Mezcal is also made from agave, just not the blue variety that’s currently running low.    Photo: Hannah McCaughey
Maybe you heard the news: supplies of blue agave, the stuff tequila is made from, are drying up. The plant can take as long as a decade to mature, and about ten years ago the price dropped. So farmers planted crops like corn instead. As a result, stores have fallen an estimated 42 percent since 2014. 
Don’t worry too much, though. Mexico has several endemic spirits. The easiest to find are mezcal, which primarily comes from Oaxaca and is made from agave (not the blue variety), and sotol, a Chihuahuan specialty distilled from a plant called desert spoon, a cousin of agave. (A third, bacanora, is made in Sonora, but it’s pricey and tough to find in the U.S.) Unlike the tequila of your youth, these are made for sipping, not shooting, and many think they’re better than a lot of tequilas.

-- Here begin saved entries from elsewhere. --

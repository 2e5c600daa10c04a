//! Device event types and typed payloads.
//!
//! Every frame the device sends is tagged with a `type` string. This module
//! gives each known tag a variant, and each payload a struct, so consumers
//! of the event stream do not have to poke at raw JSON.

use serde::{Deserialize, Serialize};

use dg_core::constants::lifecycle;

/// All event names that flow over the bus.
///
/// Device tags map 1:1 to the `type` field on the wire. `ConnectionStatus`
/// and `Error` are published by the client itself.
#[derive(Debug, Clone, PartialEq, Eq, Hash, Serialize, Deserialize)]
pub enum DeviceEventType {
    // -- Responses --
    /// Reply to `add_user`; also broadcast to every client on enrollment.
    UserAdded,
    /// Reply to `remove_user`; also broadcast on removal.
    UserRemoved,
    UnlockResponse,
    LockResponse,
    UsersList,
    AccessHistory,
    WebcamCaptureResponse,
    UserAddedFromWebcam,
    /// Partial update while a webcam enrollment captures samples.
    UserEnrollmentProgress,
    RebootResponse,
    PerformanceSettingsResponse,
    ConfigResponse,
    AuthorizationResponse,
    ResetFaceDataResponse,
    Pong,

    // -- Unsolicited pushes --
    /// Lock state; sent on connect and in reply to `get_door_status`.
    DoorStatus,
    /// One annotated camera frame with recognition results.
    Frame,
    Recognition,
    DoorUnlocked,
    DoorLocked,
    MotionDetected,
    SecurityAlert,
    UserAuthorizationChanged,
    ConfigUpdated,
    FaceDataReset,
    SystemRebooting,

    // -- Client lifecycle --
    ConnectionStatus,
    Error,

    /// Unknown/unhandled event name.
    Unknown(String),
}

impl DeviceEventType {
    /// Parse an event name.
    pub fn from_name(s: &str) -> Self {
        match s {
            "user_added" => Self::UserAdded,
            "user_removed" => Self::UserRemoved,
            "unlock_response" => Self::UnlockResponse,
            "lock_response" => Self::LockResponse,
            "users_list" => Self::UsersList,
            "access_history" => Self::AccessHistory,
            "webcam_capture_response" => Self::WebcamCaptureResponse,
            "user_added_from_webcam" => Self::UserAddedFromWebcam,
            "user_enrollment_progress" => Self::UserEnrollmentProgress,
            "reboot_response" => Self::RebootResponse,
            "performance_settings_response" => Self::PerformanceSettingsResponse,
            "config_response" => Self::ConfigResponse,
            "authorization_response" => Self::AuthorizationResponse,
            "reset_face_data_response" => Self::ResetFaceDataResponse,
            "pong" => Self::Pong,
            "door_status" => Self::DoorStatus,
            "frame" => Self::Frame,
            "recognition" => Self::Recognition,
            "door_unlocked" => Self::DoorUnlocked,
            "door_locked" => Self::DoorLocked,
            "motion_detected" => Self::MotionDetected,
            "security_alert" => Self::SecurityAlert,
            "user_authorization_changed" => Self::UserAuthorizationChanged,
            "config_updated" => Self::ConfigUpdated,
            "face_data_reset" => Self::FaceDataReset,
            "system_rebooting" => Self::SystemRebooting,
            lifecycle::CONNECTION_STATUS => Self::ConnectionStatus,
            lifecycle::ERROR => Self::Error,
            other => Self::Unknown(other.to_string()),
        }
    }

    /// The event name as used on the wire and as the bus key.
    pub fn as_str(&self) -> &str {
        match self {
            Self::UserAdded => "user_added",
            Self::UserRemoved => "user_removed",
            Self::UnlockResponse => "unlock_response",
            Self::LockResponse => "lock_response",
            Self::UsersList => "users_list",
            Self::AccessHistory => "access_history",
            Self::WebcamCaptureResponse => "webcam_capture_response",
            Self::UserAddedFromWebcam => "user_added_from_webcam",
            Self::UserEnrollmentProgress => "user_enrollment_progress",
            Self::RebootResponse => "reboot_response",
            Self::PerformanceSettingsResponse => "performance_settings_response",
            Self::ConfigResponse => "config_response",
            Self::AuthorizationResponse => "authorization_response",
            Self::ResetFaceDataResponse => "reset_face_data_response",
            Self::Pong => "pong",
            Self::DoorStatus => "door_status",
            Self::Frame => "frame",
            Self::Recognition => "recognition",
            Self::DoorUnlocked => "door_unlocked",
            Self::DoorLocked => "door_locked",
            Self::MotionDetected => "motion_detected",
            Self::SecurityAlert => "security_alert",
            Self::UserAuthorizationChanged => "user_authorization_changed",
            Self::ConfigUpdated => "config_updated",
            Self::FaceDataReset => "face_data_reset",
            Self::SystemRebooting => "system_rebooting",
            Self::ConnectionStatus => lifecycle::CONNECTION_STATUS,
            Self::Error => lifecycle::ERROR,
            Self::Unknown(s) => s.as_str(),
        }
    }

    /// Whether the device sends this without being asked.
    pub fn is_push(&self) -> bool {
        matches!(
            self,
            Self::DoorStatus
                | Self::Frame
                | Self::Recognition
                | Self::DoorUnlocked
                | Self::DoorLocked
                | Self::MotionDetected
                | Self::SecurityAlert
                | Self::UserAuthorizationChanged
                | Self::ConfigUpdated
                | Self::FaceDataReset
                | Self::SystemRebooting
        )
    }

    /// Whether the event was produced by the client rather than the device.
    pub fn is_lifecycle(&self) -> bool {
        matches!(self, Self::ConnectionStatus | Self::Error)
    }

    /// Whether the event reports a change to the lock itself.
    pub fn is_door_event(&self) -> bool {
        matches!(self, Self::DoorStatus | Self::DoorUnlocked | Self::DoorLocked)
    }
}

impl std::fmt::Display for DeviceEventType {
    fn fmt(&self, f: &mut std::fmt::Formatter<'_>) -> std::fmt::Result {
        f.write_str(self.as_str())
    }
}

/// Lock state reported by `door_status`.
#[derive(Debug, Clone, PartialEq, Serialize, Deserialize)]
pub struct DoorStatus {
    pub is_unlocked: bool,
    /// GPIO pin driving the relay.
    #[serde(default)]
    pub pin: Option<u32>,
    /// Seconds the door stays unlocked after an unlock.
    #[serde(default)]
    pub duration: Option<u64>,
}

/// Bounding box of a detected face, in frame pixels.
#[derive(Debug, Clone, PartialEq, Serialize, Deserialize)]
pub struct FaceLocation {
    pub top: i64,
    pub right: i64,
    pub bottom: i64,
    pub left: i64,
}

/// One face found in a camera frame.
#[derive(Debug, Clone, PartialEq, Serialize, Deserialize)]
pub struct FaceResult {
    pub name: String,
    #[serde(default)]
    pub confidence: f64,
    #[serde(default)]
    pub is_authorized: bool,
    #[serde(default)]
    pub location: Option<FaceLocation>,
}

impl FaceResult {
    pub fn is_known(&self) -> bool {
        self.name != "Unknown"
    }
}

/// Recognition results attached to a frame.
#[derive(Debug, Clone, Default, PartialEq, Serialize, Deserialize)]
pub struct FrameResults {
    #[serde(default)]
    pub faces: Vec<FaceResult>,
    #[serde(default)]
    pub timestamp: Option<String>,
    #[serde(default)]
    pub door_status: Option<DoorStatus>,
}

/// Live camera frame.
#[derive(Debug, Clone, PartialEq, Serialize, Deserialize)]
pub struct FramePayload {
    /// Base64-encoded JPEG.
    pub image: String,
    #[serde(default)]
    pub results: FrameResults,
}

/// A logged recognition.
#[derive(Debug, Clone, PartialEq, Serialize, Deserialize)]
pub struct RecognitionPayload {
    pub name: String,
    #[serde(default)]
    pub timestamp: Option<String>,
    #[serde(default)]
    pub confidence: f64,
    #[serde(default)]
    pub is_authorized: bool,
    #[serde(default)]
    pub door_unlocked: Option<bool>,
}

/// Payload of `door_unlocked`.
#[derive(Debug, Clone, PartialEq, Serialize, Deserialize)]
pub struct DoorUnlockedPayload {
    /// Who triggered it; "Manual" for client-initiated unlocks.
    #[serde(default)]
    pub user: Option<String>,
    #[serde(default)]
    pub duration: Option<u64>,
    #[serde(default)]
    pub confidence: Option<f64>,
    #[serde(default)]
    pub auto_unlock: bool,
}

/// Partial progress of a webcam enrollment.
#[derive(Debug, Clone, PartialEq, Serialize, Deserialize)]
pub struct EnrollmentProgress {
    #[serde(default)]
    pub name: Option<String>,
    pub current: u32,
    pub total: u32,
    #[serde(default)]
    pub message: String,
}

/// Payload of `system_rebooting`.
#[derive(Debug, Clone, PartialEq, Serialize, Deserialize)]
pub struct SystemRebootingPayload {
    #[serde(default)]
    pub message: String,
    #[serde(default)]
    pub countdown: Option<u32>,
}

/// Connection lifecycle as published under `connectionStatus`.
#[derive(Debug, Clone, Copy, PartialEq, Eq, Serialize, Deserialize)]
#[serde(rename_all = "lowercase")]
pub enum ConnectionStatusKind {
    Connected,
    Disconnected,
    /// Retry budget exhausted; only a manual reconnect leaves this.
    Failed,
}

impl std::fmt::Display for ConnectionStatusKind {
    fn fmt(&self, f: &mut std::fmt::Formatter<'_>) -> std::fmt::Result {
        match self {
            Self::Connected => write!(f, "connected"),
            Self::Disconnected => write!(f, "disconnected"),
            Self::Failed => write!(f, "failed"),
        }
    }
}

/// Payload of `connectionStatus`.
#[derive(Debug, Clone, PartialEq, Serialize, Deserialize)]
pub struct ConnectionStatusPayload {
    pub status: ConnectionStatusKind,
    #[serde(default, skip_serializing_if = "Option::is_none")]
    pub message: Option<String>,
    /// Consecutive failure count when a retry was scheduled.
    #[serde(default, skip_serializing_if = "Option::is_none")]
    pub attempt: Option<u32>,
    #[serde(default, skip_serializing_if = "Option::is_none")]
    pub retry_in_ms: Option<u64>,
}

impl ConnectionStatusPayload {
    pub fn connected() -> Self {
        Self {
            status: ConnectionStatusKind::Connected,
            message: None,
            attempt: None,
            retry_in_ms: None,
        }
    }

    pub fn disconnected(attempt: Option<u32>, retry_in_ms: Option<u64>) -> Self {
        Self {
            status: ConnectionStatusKind::Disconnected,
            message: None,
            attempt,
            retry_in_ms,
        }
    }

    pub fn failed(message: impl Into<String>) -> Self {
        Self {
            status: ConnectionStatusKind::Failed,
            message: Some(message.into()),
            attempt: None,
            retry_in_ms: None,
        }
    }
}

/// Payload of `error`.
#[derive(Debug, Clone, PartialEq, Serialize, Deserialize)]
pub struct ErrorPayload {
    pub message: String,
}

/// An event with its type and raw payload.
#[derive(Debug, Clone)]
pub struct DeviceEvent {
    pub event_type: DeviceEventType,
    pub data: serde_json::Value,
}

impl DeviceEvent {
    /// Build an event from a bus name and payload.
    pub fn new(name: &str, data: serde_json::Value) -> Self {
        Self {
            event_type: DeviceEventType::from_name(name),
            data,
        }
    }

    fn parse_as<T: serde::de::DeserializeOwned>(&self, expected: DeviceEventType) -> Option<T> {
        if self.event_type == expected {
            serde_json::from_value(self.data.clone()).ok()
        } else {
            None
        }
    }

    /// Try to parse the data as a DoorStatus.
    pub fn as_door_status(&self) -> Option<DoorStatus> {
        self.parse_as(DeviceEventType::DoorStatus)
    }

    /// Try to parse the data as a FramePayload.
    pub fn as_frame(&self) -> Option<FramePayload> {
        self.parse_as(DeviceEventType::Frame)
    }

    /// Try to parse the data as a RecognitionPayload.
    pub fn as_recognition(&self) -> Option<RecognitionPayload> {
        self.parse_as(DeviceEventType::Recognition)
    }

    /// Try to parse the data as a DoorUnlockedPayload.
    pub fn as_door_unlocked(&self) -> Option<DoorUnlockedPayload> {
        self.parse_as(DeviceEventType::DoorUnlocked)
    }

    /// Try to parse the data as an EnrollmentProgress.
    pub fn as_enrollment_progress(&self) -> Option<EnrollmentProgress> {
        self.parse_as(DeviceEventType::UserEnrollmentProgress)
    }

    /// Try to parse the data as a SystemRebootingPayload.
    pub fn as_system_rebooting(&self) -> Option<SystemRebootingPayload> {
        self.parse_as(DeviceEventType::SystemRebooting)
    }

    /// Try to parse the data as a ConnectionStatusPayload.
    pub fn as_connection_status(&self) -> Option<ConnectionStatusPayload> {
        self.parse_as(DeviceEventType::ConnectionStatus)
    }

    /// Try to parse the data as an ErrorPayload.
    pub fn as_error(&self) -> Option<ErrorPayload> {
        self.parse_as(DeviceEventType::Error)
    }
}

“Agave is such a great vehicle for terroir. There are about 30 varieties, and the spirits from each one taste different, depending on where it’s grown,” says Chantal Martineau, who wrote How the Gringos Stole Tequila: The Modern Age of Mexico’s Most Traditional Spirit after five years spent sipping mezcal in the bars of Oaxaca City. “Some of my favorites come from really small producers in the most rustic places you’ve ever seen. No electricity, no walls, just a clay pot on a stove under a desert structure.”
Drink sotol, which tastes like a crisp, grassy tequila, and you’re in the mountains of Durango, wrapped in a wool serape. Drink a smoky mezcal and you’re kicking back under a ceiling fan in an airy saloon, listening to a Oaxacan brass band. From where we’re sitting, the music sounds pretty good.